Pistes juridiques contre le passeport sanitaire

Dans un précédent article, j’avais indiqué la façon dont on pouvait contester la fermeture des établissements accueillant du public suite aux confinements sous la forme d’une Question Prioritaire de Constitutionnalité. J’avais indiqué précisément comment faire et sur quel fond juridique – il ne suffisait que d’avoir été l’objet d’une poursuite administrative. J’avais indiqué logiquement que ce recours déboucherait sur la suspension ou sur la réforme des interdictions d’ouverture, y compris en état d’urgence. Et c’est publiquement que je l’avais indiqué, et, pour cela, outre l’incitation que j’avais faite de partager l’article, j’en avais transmis le contenu à au moins quatre associations de défense de commerçants, dont pas une ne m’avait répondu, dont plusieurs même n’avaient jamais lu ce dont il s’agit.

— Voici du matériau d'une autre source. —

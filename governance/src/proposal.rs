//! Proposal records, ids and states.

use serde::{Deserialize, Serialize};
use village_crypto::hash_bytes;
use village_ledger::codec;
use village_timelock::Call;
use village_types::{Address, Amount, BlockNumber, Hash32, ProposalId, Timestamp};

use crate::error::GovernorError;

#[derive(Clone, Copy, Debug, PartialEq, Eq, Serialize, Deserialize)]
pub enum ProposalState {
    Pending,
    Active,
    Canceled,
    Defeated,
    Succeeded,
    Queued,
    Expired,
    Executed,
}

impl ProposalState {
    /// Defeated, Canceled, Expired and Executed never change again.
    pub fn is_terminal(&self) -> bool {
        matches!(
            self,
            Self::Defeated | Self::Canceled | Self::Expired | Self::Executed
        )
    }
}

/// Parallel target/value/calldata arrays of a proposal, validated to have
/// equal, non-zero length.
#[derive(Clone, Debug, PartialEq, Eq, Serialize, Deserialize)]
pub struct ProposalBatch {
    targets: Vec<Address>,
    values: Vec<Amount>,
    calldatas: Vec<Vec<u8>>,
}

impl ProposalBatch {
    pub fn new(
        targets: Vec<Address>,
        values: Vec<Amount>,
        calldatas: Vec<Vec<u8>>,
    ) -> Result<Self, GovernorError> {
        if targets.is_empty() || targets.len() != values.len() || targets.len() != calldatas.len() {
            return Err(GovernorError::InvalidProposalLength {
                targets: targets.len(),
                values: values.len(),
                calldatas: calldatas.len(),
            });
        }
        Ok(Self {
            targets,
            values,
            calldatas,
        })
    }

    pub fn targets(&self) -> &[Address] {
        &self.targets
    }

    pub fn values(&self) -> &[Amount] {
        &self.values
    }

    pub fn calldatas(&self) -> &[Vec<u8>] {
        &self.calldatas
    }

    /// The batch as timelock calls, in order.
    pub fn calls(&self) -> Vec<Call> {
        self.targets
            .iter()
            .zip(&self.values)
            .zip(&self.calldatas)
            .map(|((target, value), data)| Call::new(*target, *value, data.clone()))
            .collect()
    }

    pub fn id(&self, description_hash: &Hash32) -> ProposalId {
        hash_proposal(&self.targets, &self.values, &self.calldatas, description_hash)
    }
}

/// Proposal id: a pure function of the calls and the description hash, so
/// anyone can recompute it.
pub fn hash_proposal(
    targets: &[Address],
    values: &[Amount],
    calldatas: &[Vec<u8>],
    description_hash: &Hash32,
) -> ProposalId {
    let encoded = codec::encode(&(targets, values, calldatas, description_hash));
    hash_bytes(&encoded)
}

/// Stored proposal.
#[derive(Clone, Debug, PartialEq, Eq)]
pub struct ProposalCore {
    pub proposer: Address,
    pub batch: ProposalBatch,
    pub description_hash: Hash32,
    pub snapshot: BlockNumber,
    pub deadline: BlockNumber,
    pub eta: Option<Timestamp>,
    pub canceled: bool,
    pub executed: bool,
}
//! Timed English auctions of Fisch NFTs.
//!
//! Bids are escrowed by the marketplace and refunded when outbid. After the
//! end time the seller results the auction; a highest bid at or above the
//! reserve names a winner, who confirms to receive the NFT while the seller
//! is paid. The marketplace moves the NFT as an approved operator. If the
//! seller moves the NFT or withdraws that approval before confirmation, the
//! winner reclaims the bid and the token becomes free to list again.

use std::any::Any;
use std::collections::BTreeMap;

use serde::{Deserialize, Serialize};
use tracing::{debug, info};
use village_ledger::{codec, CallContext, CallError, Contract, EventData, Ownable};
use village_types::{Address, Amount, Timestamp};

use crate::error::AssetError;
use crate::fisch::{Fisch, FischCall};

#[derive(Clone, Debug, PartialEq, Eq, Serialize, Deserialize)]
pub struct Auction {
    pub seller: Address,
    pub token_id: u64,
    pub end_time: Timestamp,
    pub reserve_price: Amount,
    pub resulted: bool,
    pub confirmed: bool,
    pub winner: Option<Address>,
}

impl Auction {
    /// Still blocks a new auction for the same token.
    fn is_open(&self) -> bool {
        !self.resulted || (self.winner.is_some() && !self.confirmed)
    }
}

#[derive(Clone, Debug, PartialEq, Eq, Serialize, Deserialize)]
pub struct HighestBid {
    pub bidder: Address,
    pub bid: Amount,
    pub last_bid_time: Timestamp,
}

#[derive(Clone, Debug, PartialEq, Eq, Serialize, Deserialize)]
pub struct AuctionCreated {
    pub token_id: u64,
    pub seller: Address,
    pub end_time: Timestamp,
    pub reserve_price: Amount,
}

impl EventData for AuctionCreated {
    const NAME: &'static str = "AuctionCreated";
}

#[derive(Clone, Debug, PartialEq, Eq, Serialize, Deserialize)]
pub struct AuctionCancelled {
    pub token_id: u64,
}

impl EventData for AuctionCancelled {
    const NAME: &'static str = "AuctionCancelled";
}

#[derive(Clone, Debug, PartialEq, Eq, Serialize, Deserialize)]
pub struct BidPlaced {
    pub token_id: u64,
    pub bidder: Address,
    pub bid: Amount,
}

impl EventData for BidPlaced {
    const NAME: &'static str = "BidPlaced";
}

#[derive(Clone, Debug, PartialEq, Eq, Serialize, Deserialize)]
pub struct BidRefunded {
    pub token_id: u64,
    pub bidder: Address,
    pub bid: Amount,
}

impl EventData for BidRefunded {
    const NAME: &'static str = "BidRefunded";
}

#[derive(Clone, Debug, PartialEq, Eq, Serialize, Deserialize)]
pub struct AuctionResulted {
    pub token_id: u64,
    pub winner: Option<Address>,
    pub winning_bid: Amount,
}

impl EventData for AuctionResulted {
    const NAME: &'static str = "AuctionResulted";
}

#[derive(Clone, Debug, PartialEq, Eq, Serialize, Deserialize)]
pub struct AuctionConfirmed {
    pub token_id: u64,
    pub winner: Address,
    pub price: Amount,
}

impl EventData for AuctionConfirmed {
    const NAME: &'static str = "AuctionConfirmed";
}

#[derive(Clone, Debug, PartialEq, Eq, Serialize, Deserialize)]
pub struct AuctionVoided {
    pub token_id: u64,
    pub winner: Address,
    pub refund: Amount,
}

impl EventData for AuctionVoided {
    const NAME: &'static str = "AuctionVoided";
}

#[derive(Clone, Debug, PartialEq, Eq, Serialize, Deserialize)]
pub struct MinimumBidUpdated {
    pub minimum_bid: Amount,
}

impl EventData for MinimumBidUpdated {
    const NAME: &'static str = "MinimumBidUpdated";
}

/// Calldata accepted by [`Marketplace`].
#[derive(Clone, Debug, Serialize, Deserialize)]
pub enum MarketplaceCall {
    StartAuction {
        token_id: u64,
        end_time: Timestamp,
        reserve_price: Amount,
    },
    CancelAuction {
        token_id: u64,
    },
    PlaceBid {
        token_id: u64,
    },
    ResultAuction {
        token_id: u64,
    },
    ConfirmAuction {
        token_id: u64,
    },
    /// Winner takes the bid back when the seller can no longer deliver.
    ReclaimBid {
        token_id: u64,
    },
    SetMinimumBid {
        minimum_bid: Amount,
    },
    TransferOwnership {
        new_owner: Address,
    },
}

impl MarketplaceCall {
    pub fn encode(&self) -> Vec<u8> {
        codec::encode(self)
    }
}

#[derive(Clone, Debug)]
pub struct Marketplace {
    ownable: Ownable,
    fisch: Address,
    /// Minimum increment over the current highest bid.
    minimum_bid: Amount,
    auctions: BTreeMap<u64, Auction>,
    highest_bids: BTreeMap<u64, HighestBid>,
}

impl Marketplace {
    pub fn new(fisch: Address) -> Self {
        Self {
            ownable: Ownable::default(),
            fisch,
            minimum_bid: Amount::ether(1),
            auctions: BTreeMap::new(),
            highest_bids: BTreeMap::new(),
        }
    }

    pub fn owner(&self) -> Address {
        self.ownable.owner()
    }

    pub fn fisch(&self) -> Address {
        self.fisch
    }

    pub fn minimum_bid(&self) -> Amount {
        self.minimum_bid
    }

    pub fn auction(&self, token_id: u64) -> Option<&Auction> {
        self.auctions.get(&token_id)
    }

    pub fn highest_bid(&self, token_id: u64) -> Option<&HighestBid> {
        self.highest_bids.get(&token_id)
    }

    fn auction_of(&self, token_id: u64) -> Result<&Auction, AssetError> {
        self.auctions.get(&token_id).ok_or(AssetError::NoAuction(token_id))
    }

    fn refund_highest(&mut self, ctx: &mut CallContext<'_>, token_id: u64) -> Result<(), CallError> {
        if let Some(HighestBid { bidder, bid, .. }) = self.highest_bids.remove(&token_id) {
            ctx.transfer(bidder, bid)?;
            debug!(token_id, bidder = %bidder, bid = %bid, "bid refunded");
            ctx.emit(&BidRefunded {
                token_id,
                bidder,
                bid,
            });
        }
        Ok(())
    }

    fn start(
        &mut self,
        ctx: &mut CallContext<'_>,
        token_id: u64,
        end_time: Timestamp,
        reserve_price: Amount,
    ) -> Result<(), CallError> {
        let seller = ctx.sender();
        let owner = ctx.view::<Fisch>(self.fisch)?.owner_of(token_id)?;
        if owner != seller {
            return Err(AssetError::NotTokenOwner {
                token_id,
                caller: seller,
            }
            .into());
        }
        if self.auctions.get(&token_id).is_some_and(Auction::is_open) {
            return Err(AssetError::AuctionExists(token_id).into());
        }
        if end_time <= ctx.block().timestamp {
            return Err(AssetError::InvalidEndTime { end_time }.into());
        }
        self.auctions.insert(
            token_id,
            Auction {
                seller,
                token_id,
                end_time,
                reserve_price,
                resulted: false,
                confirmed: false,
                winner: None,
            },
        );
        info!(token_id, seller = %seller, end_time = %end_time, "auction started");
        ctx.emit(&AuctionCreated {
            token_id,
            seller,
            end_time,
            reserve_price,
        });
        Ok(())
    }

    fn bid(&mut self, ctx: &mut CallContext<'_>, token_id: u64) -> Result<(), CallError> {
        let bidder = ctx.sender();
        let bid = ctx.value();
        let now = ctx.block().timestamp;
        let auction = self.auction_of(token_id)?;
        if auction.resulted || now >= auction.end_time {
            return Err(AssetError::AuctionEnded(token_id).into());
        }
        if auction.seller == bidder {
            return Err(AssetError::SellerCannotBid.into());
        }
        let current = self
            .highest_bids
            .get(&token_id)
            .map_or(Amount::ZERO, |h| h.bid);
        let minimum = current
            .checked_add(self.minimum_bid)
            .ok_or(AssetError::Overflow)?;
        if bid < minimum {
            return Err(AssetError::BidTooLow { bid, minimum }.into());
        }

        self.refund_highest(ctx, token_id)?;
        self.highest_bids.insert(
            token_id,
            HighestBid {
                bidder,
                bid,
                last_bid_time: now,
            },
        );
        debug!(token_id, bidder = %bidder, bid = %bid, "bid placed");
        ctx.emit(&BidPlaced {
            token_id,
            bidder,
            bid,
        });
        Ok(())
    }

    fn result(&mut self, ctx: &mut CallContext<'_>, token_id: u64) -> Result<(), CallError> {
        let now = ctx.block().timestamp;
        let auction = self.auction_of(token_id)?;
        if auction.seller != ctx.sender() {
            return Err(AssetError::NotSeller.into());
        }
        if auction.resulted {
            return Err(AssetError::AuctionAlreadyResulted(token_id).into());
        }
        if now < auction.end_time {
            return Err(AssetError::AuctionNotEnded(token_id).into());
        }
        let reserve = auction.reserve_price;

        let winning = self
            .highest_bids
            .get(&token_id)
            .filter(|h| h.bid >= reserve)
            .map(|h| (h.bidder, h.bid));
        if winning.is_none() {
            self.refund_highest(ctx, token_id)?;
        }
        if let Some(auction) = self.auctions.get_mut(&token_id) {
            auction.resulted = true;
            auction.winner = winning.map(|(bidder, _)| bidder);
        }
        let winning_bid = winning.map_or(Amount::ZERO, |(_, bid)| bid);
        info!(token_id, sold = winning.is_some(), bid = %winning_bid, "auction resulted");
        ctx.emit(&AuctionResulted {
            token_id,
            winner: winning.map(|(bidder, _)| bidder),
            winning_bid,
        });
        Ok(())
    }

    fn confirm(&mut self, ctx: &mut CallContext<'_>, token_id: u64) -> Result<(), CallError> {
        let auction = self.auction_of(token_id)?.clone();
        if !auction.resulted {
            return Err(AssetError::AuctionNotResulted(token_id).into());
        }
        if auction.confirmed {
            return Err(AssetError::AuctionAlreadyConfirmed(token_id).into());
        }
        let winner = ctx.sender();
        if auction.winner != Some(winner) {
            return Err(AssetError::NotWinner.into());
        }
        let price = self
            .highest_bids
            .remove(&token_id)
            .map_or(Amount::ZERO, |h| h.bid);

        let transfer = FischCall::TransferFrom {
            from: auction.seller,
            to: winner,
            token_id,
        };
        ctx.call(self.fisch, Amount::ZERO, &transfer.encode())?;
        ctx.transfer(auction.seller, price)?;
        if let Some(auction) = self.auctions.get_mut(&token_id) {
            auction.confirmed = true;
        }
        info!(token_id, winner = %winner, price = %price, "auction confirmed");
        ctx.emit(&AuctionConfirmed {
            token_id,
            winner,
            price,
        });
        Ok(())
    }

    fn reclaim(&mut self, ctx: &mut CallContext<'_>, token_id: u64) -> Result<(), CallError> {
        let auction = self.auction_of(token_id)?.clone();
        if !auction.resulted {
            return Err(AssetError::AuctionNotResulted(token_id).into());
        }
        if auction.confirmed {
            return Err(AssetError::AuctionAlreadyConfirmed(token_id).into());
        }
        let winner = ctx.sender();
        if auction.winner != Some(winner) {
            return Err(AssetError::NotWinner.into());
        }
        let fisch = ctx.view::<Fisch>(self.fisch)?;
        let market = ctx.this();
        let deliverable = fisch.owner_of(token_id).is_ok_and(|owner| owner == auction.seller)
            && (fisch.is_approved_for_all(auction.seller, market)
                || fisch.get_approved(token_id).is_ok_and(|approved| approved == market));
        if deliverable {
            return Err(AssetError::AuctionDeliverable(token_id).into());
        }

        let refund = self
            .highest_bids
            .remove(&token_id)
            .map_or(Amount::ZERO, |h| h.bid);
        ctx.transfer(winner, refund)?;
        if let Some(auction) = self.auctions.get_mut(&token_id) {
            auction.winner = None;
        }
        info!(token_id, winner = %winner, refund = %refund, "auction voided");
        ctx.emit(&AuctionVoided {
            token_id,
            winner,
            refund,
        });
        Ok(())
    }
}

impl Contract for Marketplace {
    fn name(&self) -> &'static str {
        "Marketplace"
    }

    fn deployed(&mut self, ctx: &mut CallContext<'_>) -> Result<(), CallError> {
        self.ownable.initialize(ctx);
        Ok(())
    }

    fn handle(&mut self, ctx: &mut CallContext<'_>, calldata: &[u8]) -> Result<Vec<u8>, CallError> {
        let call = codec::decode::<MarketplaceCall>(calldata)?;
        if !matches!(call, MarketplaceCall::PlaceBid { .. }) {
            ctx.require_no_value()?;
        }
        match call {
            MarketplaceCall::StartAuction {
                token_id,
                end_time,
                reserve_price,
            } => self.start(ctx, token_id, end_time, reserve_price)?,
            MarketplaceCall::CancelAuction { token_id } => {
                let auction = self.auction_of(token_id)?;
                if auction.seller != ctx.sender() {
                    return Err(AssetError::NotSeller.into());
                }
                if auction.resulted {
                    return Err(AssetError::AuctionAlreadyResulted(token_id).into());
                }
                self.refund_highest(ctx, token_id)?;
                self.auctions.remove(&token_id);
                info!(token_id, "auction cancelled");
                ctx.emit(&AuctionCancelled { token_id });
            }
            MarketplaceCall::PlaceBid { token_id } => self.bid(ctx, token_id)?,
            MarketplaceCall::ResultAuction { token_id } => self.result(ctx, token_id)?,
            MarketplaceCall::ConfirmAuction { token_id } => self.confirm(ctx, token_id)?,
            MarketplaceCall::ReclaimBid { token_id } => self.reclaim(ctx, token_id)?,
            MarketplaceCall::SetMinimumBid { minimum_bid } => {
                self.ownable.only_owner(ctx.sender())?;
                self.minimum_bid = minimum_bid;
                ctx.emit(&MinimumBidUpdated { minimum_bid });
            }
            MarketplaceCall::TransferOwnership { new_owner } => {
                self.ownable.transfer_ownership(ctx, new_owner)?
            }
        }
        Ok(Vec::new())
    }

    fn clone_box(&self) -> Box<dyn Contract> {
        Box::new(self.clone())
    }

    fn as_any(&self) -> &dyn Any {
        self
    }
}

Voilà décidément le problème : on ne me prend pas au sérieux. Il s’écrit et se lit tant de défoulements vains sur le Covid qu’on est venu à supposer qu’un texte qui en parle est encore une pure abstraction. Or, je prétends – pour le meilleur ou le pire, c’est selon le point de vue – que le dernier confinement n’aurait pas eu lieu, qu’il n’aurait pas seulement pu légalement avoir lieu en cette forme, si rien qu’un citoyen avait fait émettre cette QPC dans les termes que j’avais mentionnés. Mais enfin, je ne vais pas me travestir tout à coup en commerçant, et refuser dès mon autorisation de me plier aux lois de fermeture sanitaire à seul dessein d’instaurer un bienfait collectif que tant d’autres, qui se plaignent, sont incapables ou indésireux d’assumer ! Vous avez, ô peuple, quelques alliés intellectuels : mais soyez au moins un peu actifs quand ils vous soumettent des solutions, ou bien consentez enfin à ce que vous ne les méritiez pas.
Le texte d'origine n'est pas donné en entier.